(DATASET)

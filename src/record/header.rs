//! Record header parsing.
//!
//! Grounded on the teacher crate's `evtx_record.rs`
//! (`EvtxRecordHeader::from_reader`): fixed-layout, little-endian, magic
//! `2A 2A 00 00`. This version validates bounds and the trailing
//! `size_copy` explicitly rather than relying on a panicking `assert_eq!`,
//! per §4.1 and §7 (§9's resolved open question on `strict_size_copy`).

use crate::err::EvtxError;
use crate::utils::byte_cursor::ByteCursor;
use crate::DecodeConfig;

const SIGNATURE: [u8; 4] = [0x2a, 0x2a, 0x00, 0x00];

/// Fixed header length: 4 (signature) + 4 (size) + 8 (identifier) +
/// 8 (written_time).
pub(crate) const HEADER_LEN: u32 = 24;

#[derive(Debug, Clone, Copy, PartialEq, Eq)]
pub(crate) struct RecordHeader {
    pub(crate) chunk_data_offset: usize,
    pub(crate) size: u32,
    pub(crate) identifier: u64,
    pub(crate) written_time: u64,
    pub(crate) size_copy: u32,
    pub(crate) size_copy_mismatch: bool,
}

impl RecordHeader {
    /// Byte range of the binary-XML payload that follows this header.
    pub(crate) fn xml_range(&self) -> (usize, usize) {
        let start = self.chunk_data_offset + HEADER_LEN as usize;
        let end = self.chunk_data_offset + self.size as usize - 4;
        (start, end)
    }
}

/// Parse a record header at `offset` in `buf`, per §4.1.
pub(crate) fn parse(
    buf: &[u8],
    offset: usize,
    config: DecodeConfig,
) -> crate::err::Result<RecordHeader> {
    let n = buf.len();
    let fits = match offset.checked_add(HEADER_LEN as usize + 4) {
        Some(end) => end <= n,
        None => false,
    };
    if !fits {
        return Err(EvtxError::truncated(
            offset as u64,
            HEADER_LEN as usize + 4,
            n.saturating_sub(offset),
        ));
    }

    let mut cursor = ByteCursor::with_pos(buf, offset)?;
    let signature = cursor.array::<4>()?;
    if signature != SIGNATURE {
        return Err(EvtxError::UnsupportedSignature { found: signature });
    }

    let size = cursor.u32()?;
    let identifier = cursor.u64()?;
    let written_time = cursor.u64()?;

    if size < HEADER_LEN + 4 || (offset as u64 + u64::from(size)) > n as u64 {
        return Err(EvtxError::SizeOutOfBounds {
            offset: offset as u64,
            size,
            header_len: HEADER_LEN,
            chunk_len: n,
        });
    }

    let size_copy_offset = offset + size as usize - 4;
    let mut copy_cursor = ByteCursor::with_pos(buf, size_copy_offset)?;
    let size_copy = copy_cursor.u32()?;

    let size_copy_mismatch = size_copy != size;
    if size_copy_mismatch && config.strict_size_copy {
        return Err(EvtxError::SizeCopyMismatch {
            offset: offset as u64,
            size,
            size_copy,
        });
    }
    if size_copy_mismatch {
        log::warn!(
            "record at offset {}: size_copy ({}) does not match size ({})",
            offset,
            size_copy,
            size
        );
    }

    Ok(RecordHeader {
        chunk_data_offset: offset,
        size,
        identifier,
        written_time,
        size_copy,
        size_copy_mismatch,
    })
}

#[cfg(test)]
mod tests {
    use super::*;

    fn build_record(body: &[u8]) -> Vec<u8> {
        let total_size = HEADER_LEN as usize + body.len() + 4;
        let mut buf = Vec::new();
        buf.extend_from_slice(&SIGNATURE);
        buf.extend_from_slice(&(total_size as u32).to_le_bytes());
        buf.extend_from_slice(&42u64.to_le_bytes());
        buf.extend_from_slice(&1_000_000u64.to_le_bytes());
        buf.extend_from_slice(body);
        buf.extend_from_slice(&(total_size as u32).to_le_bytes());
        buf
    }

    #[test]
    fn parses_valid_header() {
        let buf = build_record(&[0u8; 8]);
        let header = parse(&buf, 0, DecodeConfig::default()).unwrap();
        assert_eq!(header.identifier, 42);
        assert_eq!(header.written_time, 1_000_000);
        assert!(!header.size_copy_mismatch);
    }

    #[test]
    fn rejects_bad_signature() {
        let mut buf = build_record(&[0u8; 8]);
        buf[0] = 0x00;
        let err = parse(&buf, 0, DecodeConfig::default()).unwrap_err();
        assert!(matches!(err, EvtxError::UnsupportedSignature { .. }));
    }

    #[test]
    fn rejects_truncated_buffer() {
        let buf = build_record(&[0u8; 8]);
        let err = parse(&buf[..buf.len() - 1], 0, DecodeConfig::default()).unwrap_err();
        assert!(matches!(err, EvtxError::SizeOutOfBounds { .. } | EvtxError::OutOfBounds { .. }));
    }

    #[test]
    fn warns_but_accepts_size_copy_mismatch_by_default() {
        let mut buf = build_record(&[0u8; 8]);
        let len = buf.len();
        buf[len - 1] = 0xff;
        let header = parse(&buf, 0, DecodeConfig::default()).unwrap();
        assert!(header.size_copy_mismatch);
    }

    #[test]
    fn strict_mode_rejects_size_copy_mismatch() {
        let mut buf = build_record(&[0u8; 8]);
        let len = buf.len();
        buf[len - 1] = 0xff;
        let config = DecodeConfig {
            strict_size_copy: true,
            ..DecodeConfig::default()
        };
        let err = parse(&buf, 0, config).unwrap_err();
        assert!(matches!(err, EvtxError::SizeCopyMismatch { .. }));
    }
}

(End DATASET)

- TASK INSTRUCTIONS
So that nothing is lost, please repeat all of the entries exactly.

- EXERCISE RESULT
filename src/record/header.rs
//! Record header parsing.
//!
//! Grounded on the teacher crate's `evtx_record.rs`
//! (`EvtxRecordHeader::from_reader`): fixed-layout, little-endian, magic
//! `2A 2A 00 00`. This version validates bounds and the trailing
//! `size_copy` explicitly rather than relying on a panicking `assert_eq!`,
//! per §4.1 and §7 (§9's resolved open question on `strict_size_copy`).

use crate::err::EvtxError;
use crate::utils::byte_cursor::ByteCursor;
use crate::DecodeConfig;

const SIGNATURE: [u8; 4] = [0x2a, 0x2a, 0x00, 0x00];

/// Fixed header length: 4 (signature) + 4 (size) + 8 (identifier) +
/// 8 (written_time).
pub(crate) const HEADER_LEN: u32 = 24;

#[derive(Debug, Clone, Copy, PartialEq, Eq)]
pub(crate) struct RecordHeader {
    pub(crate) chunk_data_offset: usize,
    pub(crate) size: u32,
    pub(crate) identifier: u64,
    pub(crate) written_time: u64,
    pub(crate) size_copy: u32,
    pub(crate) size_copy_mismatch: bool,
}

impl RecordHeader {
    /// Byte range of the binary-XML payload that follows this header.
    pub(crate) fn xml_range(&self) -> (usize, usize) {
        let start = self.chunk_data_offset + HEADER_LEN as usize;
        let end = self.chunk_data_offset + self.size as usize - 4;
        (start, end)
    }
}

/// Parse a record header at `offset` in `buf`, per §4.1.
pub(crate) fn parse(
    buf: &[u8],
    offset: usize,
    config: DecodeConfig,
) -> crate::err::Result<RecordHeader> {
    let n = buf.len();
    let fits = match offset.checked_add(HEADER_LEN as usize + 4) {
        Some(end) => end <= n,
        None => false,
    };
    if !fits {
        return Err(EvtxError::truncated(
            offset as u64,
            HEADER_LEN as usize + 4,
            n.saturating_sub(offset),
        ));
    }

    let mut cursor = ByteCursor::with_pos(buf, offset)?;
    let signature = cursor.array::<4>()?;
    if signature != SIGNATURE {
        return Err(EvtxError::UnsupportedSignature { found: signature });
    }

    let size = cursor.u32()?;
    let identifier = cursor.u64()?;
    let written_time = cursor.u64()?;

    if size < HEADER_LEN + 4 || (offset as u64 + u64::from(size)) > n as u64 {
        return Err(EvtxError::SizeOutOfBounds {
            offset: offset as u64,
            size,
            header_len: HEADER_LEN,
            chunk_len: n,
        });
    }

    let size_copy_offset = offset + size as usize - 4;
    let mut copy_cursor = ByteCursor::with_pos(buf, size_copy_offset)?;
    let size_copy = copy_cursor.u32()?;

    let size_copy_mismatch = size_copy != size;
    if size_copy_mismatch && config.strict_size_copy {
        return Err(EvtxError::SizeCopyMismatch {
            offset: offset as u64,
            size,
            size_copy,
        });
    }
    if size_copy_mismatch {
        log::warn!(
            "record at offset {}: size_copy ({}) does not match size ({})",
            offset,
            size_copy,
            size
        );
    }

    Ok(RecordHeader {
        chunk_data_offset: offset,
        size,
        identifier,
        written_time,
        size_copy,
        size_copy_mismatch,
    })
}

#[cfg(test)]
mod tests {
    use super::*;

    fn build_record(body: &[u8]) -> Vec<u8> {
        let total_size = HEADER_LEN as usize + body.len() + 4;
        let mut buf = Vec::new();
        buf.extend_from_slice(&SIGNATURE);
        buf.extend_from_slice(&(total_size as u32).to_le_bytes());
        buf.extend_from_slice(&42u64.to_le_bytes());
        buf.extend_from_slice(&1_000_000u64.to_le_bytes());
        buf.extend_from_slice(body);
        buf.extend_from_slice(&(total_size as u32).to_le_bytes());
        buf
    }

    #[test]
    fn parses_valid_header() {
        let buf = build_record(&[0u8; 8]);
        let header = parse(&buf, 0, DecodeConfig::default()).unwrap();
        assert_eq!(header.identifier, 42);
        assert_eq!(header.written_time, 1_000_000);
        assert!(!header.size_copy_mismatch);
    }

    #[test]
    fn rejects_bad_signature() {
        let mut buf = build_record(&[0u8; 8]);
        buf[0] = 0x00;
        let err = parse(&buf, 0, DecodeConfig::default()).unwrap_err();
        assert!(matches!(err, EvtxError::UnsupportedSignature { .. }));
    }

    #[test]
    fn rejects_truncated_buffer() {
        let buf = build_record(&[0u8; 8]);
        let err = parse(&buf[..buf.len() - 1], 0, DecodeConfig::default()).unwrap_err();
        assert!(matches!(err, EvtxError::SizeOutOfBounds { .. } | EvtxError::OutOfBounds { .. }));
    }

    #[test]
    fn warns_but_accepts_size_copy_mismatch_by_default() {
        let mut buf = build_record(&[0u8; 8]);
        let len = buf.len();
        buf[len - 1] = 0xff;
        let header = parse(&buf, 0, DecodeConfig::default()).unwrap();
        assert!(header.size_copy_mismatch);
    }

    #[test]
    fn strict_mode_rejects_size_copy_mismatch() {
        let mut buf = build_record(&[0u8; 8]);
        let len = buf.len();
        buf[len - 1] = 0xff;
        let config = DecodeConfig {
            strict_size_copy: true,
            ..DecodeConfig::default()
        };
        let err = parse(&buf, 0, config).unwrap_err();
        assert!(matches!(err, EvtxError::SizeCopyMismatch { .. }));
    }
}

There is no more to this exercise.